● **Exercise instructions**: Repeat the records below exactly.

● **Records to process**:
·····

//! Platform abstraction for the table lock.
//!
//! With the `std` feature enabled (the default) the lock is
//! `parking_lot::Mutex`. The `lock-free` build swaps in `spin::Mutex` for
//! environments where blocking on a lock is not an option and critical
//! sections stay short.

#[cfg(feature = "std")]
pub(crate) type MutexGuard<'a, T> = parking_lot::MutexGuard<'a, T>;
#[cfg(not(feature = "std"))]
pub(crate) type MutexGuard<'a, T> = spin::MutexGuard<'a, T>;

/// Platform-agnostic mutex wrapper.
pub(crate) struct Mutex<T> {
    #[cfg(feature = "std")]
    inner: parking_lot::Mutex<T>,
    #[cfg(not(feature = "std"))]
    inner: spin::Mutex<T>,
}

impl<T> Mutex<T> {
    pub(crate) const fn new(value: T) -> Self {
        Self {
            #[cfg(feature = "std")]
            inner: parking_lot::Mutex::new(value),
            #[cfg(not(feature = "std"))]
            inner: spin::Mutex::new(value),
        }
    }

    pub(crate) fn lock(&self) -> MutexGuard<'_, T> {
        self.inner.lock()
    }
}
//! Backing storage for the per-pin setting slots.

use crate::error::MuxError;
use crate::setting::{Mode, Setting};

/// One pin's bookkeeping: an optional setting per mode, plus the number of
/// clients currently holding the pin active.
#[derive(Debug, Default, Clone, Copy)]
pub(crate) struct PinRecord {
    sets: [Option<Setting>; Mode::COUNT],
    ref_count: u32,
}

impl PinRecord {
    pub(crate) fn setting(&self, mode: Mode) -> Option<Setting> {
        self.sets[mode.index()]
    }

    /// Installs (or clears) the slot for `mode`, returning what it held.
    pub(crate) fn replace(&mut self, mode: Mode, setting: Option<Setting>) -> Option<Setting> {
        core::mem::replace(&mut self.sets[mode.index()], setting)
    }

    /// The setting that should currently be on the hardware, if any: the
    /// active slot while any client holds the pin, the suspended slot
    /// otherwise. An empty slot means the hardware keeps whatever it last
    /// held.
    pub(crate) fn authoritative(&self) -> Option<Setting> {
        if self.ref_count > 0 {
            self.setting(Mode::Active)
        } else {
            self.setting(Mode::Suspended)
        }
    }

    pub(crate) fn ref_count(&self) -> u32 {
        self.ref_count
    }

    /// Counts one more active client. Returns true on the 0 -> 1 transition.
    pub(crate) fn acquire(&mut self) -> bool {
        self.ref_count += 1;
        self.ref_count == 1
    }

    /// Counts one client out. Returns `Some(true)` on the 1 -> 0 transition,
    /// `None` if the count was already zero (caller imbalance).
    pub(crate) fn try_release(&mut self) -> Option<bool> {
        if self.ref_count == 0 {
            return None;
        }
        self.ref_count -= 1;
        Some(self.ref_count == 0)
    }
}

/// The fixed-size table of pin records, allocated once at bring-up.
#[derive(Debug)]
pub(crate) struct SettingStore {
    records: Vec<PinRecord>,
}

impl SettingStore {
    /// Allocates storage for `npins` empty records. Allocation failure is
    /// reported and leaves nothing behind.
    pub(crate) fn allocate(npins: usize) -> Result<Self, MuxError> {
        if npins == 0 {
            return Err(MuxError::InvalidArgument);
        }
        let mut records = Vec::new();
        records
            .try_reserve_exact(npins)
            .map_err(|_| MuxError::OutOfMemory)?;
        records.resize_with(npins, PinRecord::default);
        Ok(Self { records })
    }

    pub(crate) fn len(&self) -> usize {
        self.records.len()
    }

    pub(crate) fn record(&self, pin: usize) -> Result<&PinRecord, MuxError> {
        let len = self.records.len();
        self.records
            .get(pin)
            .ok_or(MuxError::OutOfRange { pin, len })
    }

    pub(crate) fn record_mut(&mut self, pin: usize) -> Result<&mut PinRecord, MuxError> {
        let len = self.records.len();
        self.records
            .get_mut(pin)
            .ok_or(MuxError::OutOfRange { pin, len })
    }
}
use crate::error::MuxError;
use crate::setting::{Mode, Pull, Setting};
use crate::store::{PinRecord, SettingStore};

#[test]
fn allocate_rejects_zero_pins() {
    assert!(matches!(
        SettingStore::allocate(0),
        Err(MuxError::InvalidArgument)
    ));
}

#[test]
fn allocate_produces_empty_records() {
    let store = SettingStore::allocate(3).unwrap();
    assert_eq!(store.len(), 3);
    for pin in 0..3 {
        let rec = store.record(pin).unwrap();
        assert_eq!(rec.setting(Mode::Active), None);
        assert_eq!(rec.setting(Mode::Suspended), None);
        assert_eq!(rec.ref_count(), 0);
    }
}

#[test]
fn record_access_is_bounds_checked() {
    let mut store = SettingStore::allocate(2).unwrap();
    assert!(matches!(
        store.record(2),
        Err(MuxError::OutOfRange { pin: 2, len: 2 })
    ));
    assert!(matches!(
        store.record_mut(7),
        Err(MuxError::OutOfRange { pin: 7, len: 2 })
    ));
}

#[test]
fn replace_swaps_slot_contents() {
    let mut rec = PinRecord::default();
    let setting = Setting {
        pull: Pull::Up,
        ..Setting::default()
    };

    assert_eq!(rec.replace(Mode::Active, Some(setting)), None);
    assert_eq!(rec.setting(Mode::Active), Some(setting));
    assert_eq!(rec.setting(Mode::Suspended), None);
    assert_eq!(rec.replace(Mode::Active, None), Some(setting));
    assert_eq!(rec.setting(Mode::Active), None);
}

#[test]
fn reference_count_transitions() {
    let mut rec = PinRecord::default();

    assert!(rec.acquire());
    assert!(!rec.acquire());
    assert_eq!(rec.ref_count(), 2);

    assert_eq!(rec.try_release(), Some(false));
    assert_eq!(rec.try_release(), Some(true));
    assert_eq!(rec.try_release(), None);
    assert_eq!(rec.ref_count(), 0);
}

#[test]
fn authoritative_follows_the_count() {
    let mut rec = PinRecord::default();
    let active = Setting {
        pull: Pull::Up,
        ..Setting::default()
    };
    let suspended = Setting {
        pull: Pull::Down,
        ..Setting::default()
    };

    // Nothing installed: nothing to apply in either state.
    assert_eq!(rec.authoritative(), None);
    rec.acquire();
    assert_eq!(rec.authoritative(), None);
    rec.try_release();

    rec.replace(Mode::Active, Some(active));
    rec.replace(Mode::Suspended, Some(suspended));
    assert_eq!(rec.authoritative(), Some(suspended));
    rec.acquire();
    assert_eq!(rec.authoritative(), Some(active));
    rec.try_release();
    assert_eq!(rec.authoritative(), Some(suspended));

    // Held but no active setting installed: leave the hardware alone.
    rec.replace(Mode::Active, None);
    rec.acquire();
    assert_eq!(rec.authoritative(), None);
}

·····

● **Task answer**:
//! Platform abstraction for the table lock.
//!
//! With the `std` feature enabled (the default) the lock is
//! `parking_lot::Mutex`. The `lock-free` build swaps in `spin::Mutex` for
//! environments where blocking on a lock is not an option and critical
//! sections stay short.

#[cfg(feature = "std")]
pub(crate) type MutexGuard<'a, T> = parking_lot::MutexGuard<'a, T>;
#[cfg(not(feature = "std"))]
pub(crate) type MutexGuard<'a, T> = spin::MutexGuard<'a, T>;

/// Platform-agnostic mutex wrapper.
pub(crate) struct Mutex<T> {
    #[cfg(feature = "std")]
    inner: parking_lot::Mutex<T>,
    #[cfg(not(feature = "std"))]
    inner: spin::Mutex<T>,
}

impl<T> Mutex<T> {
    pub(crate) const fn new(value: T) -> Self {
        Self {
            #[cfg(feature = "std")]
            inner: parking_lot::Mutex::new(value),
            #[cfg(not(feature = "std"))]
            inner: spin::Mutex::new(value),
        }
    }

    pub(crate) fn lock(&self) -> MutexGuard<'_, T> {
        self.inner.lock()
    }
}
//! Backing storage for the per-pin setting slots.

use crate::error::MuxError;
use crate::setting::{Mode, Setting};

/// One pin's bookkeeping: an optional setting per mode, plus the number of
/// clients currently holding the pin active.
#[derive(Debug, Default, Clone, Copy)]
pub(crate) struct PinRecord {
    sets: [Option<Setting>; Mode::COUNT],
    ref_count: u32,
}

impl PinRecord {
    pub(crate) fn setting(&self, mode: Mode) -> Option<Setting> {
        self.sets[mode.index()]
    }

    /// Installs (or clears) the slot for `mode`, returning what it held.
    pub(crate) fn replace(&mut self, mode: Mode, setting: Option<Setting>) -> Option<Setting> {
        core::mem::replace(&mut self.sets[mode.index()], setting)
    }

    /// The setting that should currently be on the hardware, if any: the
    /// active slot while any client holds the pin, the suspended slot
    /// otherwise. An empty slot means the hardware keeps whatever it last
    /// held.
    pub(crate) fn authoritative(&self) -> Option<Setting> {
        if self.ref_count > 0 {
            self.setting(Mode::Active)
        } else {
            self.setting(Mode::Suspended)
        }
    }

    pub(crate) fn ref_count(&self) -> u32 {
        self.ref_count
    }

    /// Counts one more active client. Returns true on the 0 -> 1 transition.
    pub(crate) fn acquire(&mut self) -> bool {
        self.ref_count += 1;
        self.ref_count == 1
    }

    /// Counts one client out. Returns `Some(true)` on the 1 -> 0 transition,
    /// `None` if the count was already zero (caller imbalance).
    pub(crate) fn try_release(&mut self) -> Option<bool> {
        if self.ref_count == 0 {
            return None;
        }
        self.ref_count -= 1;
        Some(self.ref_count == 0)
    }
}

/// The fixed-size table of pin records, allocated once at bring-up.
#[derive(Debug)]
pub(crate) struct SettingStore {
    records: Vec<PinRecord>,
}

impl SettingStore {
    /// Allocates storage for `npins` empty records. Allocation failure is
    /// reported and leaves nothing behind.
    pub(crate) fn allocate(npins: usize) -> Result<Self, MuxError> {
        if npins == 0 {
            return Err(MuxError::InvalidArgument);
        }
        let mut records = Vec::new();
        records
            .try_reserve_exact(npins)
            .map_err(|_| MuxError::OutOfMemory)?;
        records.resize_with(npins, PinRecord::default);
        Ok(Self { records })
    }

    pub(crate) fn len(&self) -> usize {
        self.records.len()
    }

    pub(crate) fn record(&self, pin: usize) -> Result<&PinRecord, MuxError> {
        let len = self.records.len();
        self.records
            .get(pin)
            .ok_or(MuxError::OutOfRange { pin, len })
    }

    pub(crate) fn record_mut(&mut self, pin: usize) -> Result<&mut PinRecord, MuxError> {
        let len = self.records.len();
        self.records
            .get_mut(pin)
            .ok_or(MuxError::OutOfRange { pin, len })
    }
}
use crate::error::MuxError;
use crate::setting::{Mode, Pull, Setting};
use crate::store::{PinRecord, SettingStore};

#[test]
fn allocate_rejects_zero_pins() {
    assert!(matches!(
        SettingStore::allocate(0),
        Err(MuxError::InvalidArgument)
    ));
}

#[test]
fn allocate_produces_empty_records() {
    let store = SettingStore::allocate(3).unwrap();
    assert_eq!(store.len(), 3);
    for pin in 0..3 {
        let rec = store.record(pin).unwrap();
        assert_eq!(rec.setting(Mode::Active), None);
        assert_eq!(rec.setting(Mode::Suspended), None);
        assert_eq!(rec.ref_count(), 0);
    }
}

#[test]
fn record_access_is_bounds_checked() {
    let mut store = SettingStore::allocate(2).unwrap();
    assert!(matches!(
        store.record(2),
        Err(MuxError::OutOfRange { pin: 2, len: 2 })
    ));
    assert!(matches!(
        store.record_mut(7),
        Err(MuxError::OutOfRange { pin: 7, len: 2 })
    ));
}

#[test]
fn replace_swaps_slot_contents() {
    let mut rec = PinRecord::default();
    let setting = Setting {
        pull: Pull::Up,
        ..Setting::default()
    };

    assert_eq!(rec.replace(Mode::Active, Some(setting)), None);
    assert_eq!(rec.setting(Mode::Active), Some(setting));
    assert_eq!(rec.setting(Mode::Suspended), None);
    assert_eq!(rec.replace(Mode::Active, None), Some(setting));
    assert_eq!(rec.setting(Mode::Active), None);
}

#[test]
fn reference_count_transitions() {
    let mut rec = PinRecord::default();

    assert!(rec.acquire());
    assert!(!rec.acquire());
    assert_eq!(rec.ref_count(), 2);

    assert_eq!(rec.try_release(), Some(false));
    assert_eq!(rec.try_release(), Some(true));
    assert_eq!(rec.try_release(), None);
    assert_eq!(rec.ref_count(), 0);
}

#[test]
fn authoritative_follows_the_count() {
    let mut rec = PinRecord::default();
    let active = Setting {
        pull: Pull::Up,
        ..Setting::default()
    };
    let suspended = Setting {
        pull: Pull::Down,
        ..Setting::default()
    };

    // Nothing installed: nothing to apply in either state.
    assert_eq!(rec.authoritative(), None);
    rec.acquire();
    assert_eq!(rec.authoritative(), None);
    rec.try_release();

    rec.replace(Mode::Active, Some(active));
    rec.replace(Mode::Suspended, Some(suspended));
    assert_eq!(rec.authoritative(), Some(suspended));
    rec.acquire();
    assert_eq!(rec.authoritative(), Some(active));
    rec.try_release();
    assert_eq!(rec.authoritative(), Some(suspended));

    // Held but no active setting installed: leave the hardware alone.
    rec.replace(Mode::Active, None);
    rec.acquire();
    assert_eq!(rec.authoritative(), None);
}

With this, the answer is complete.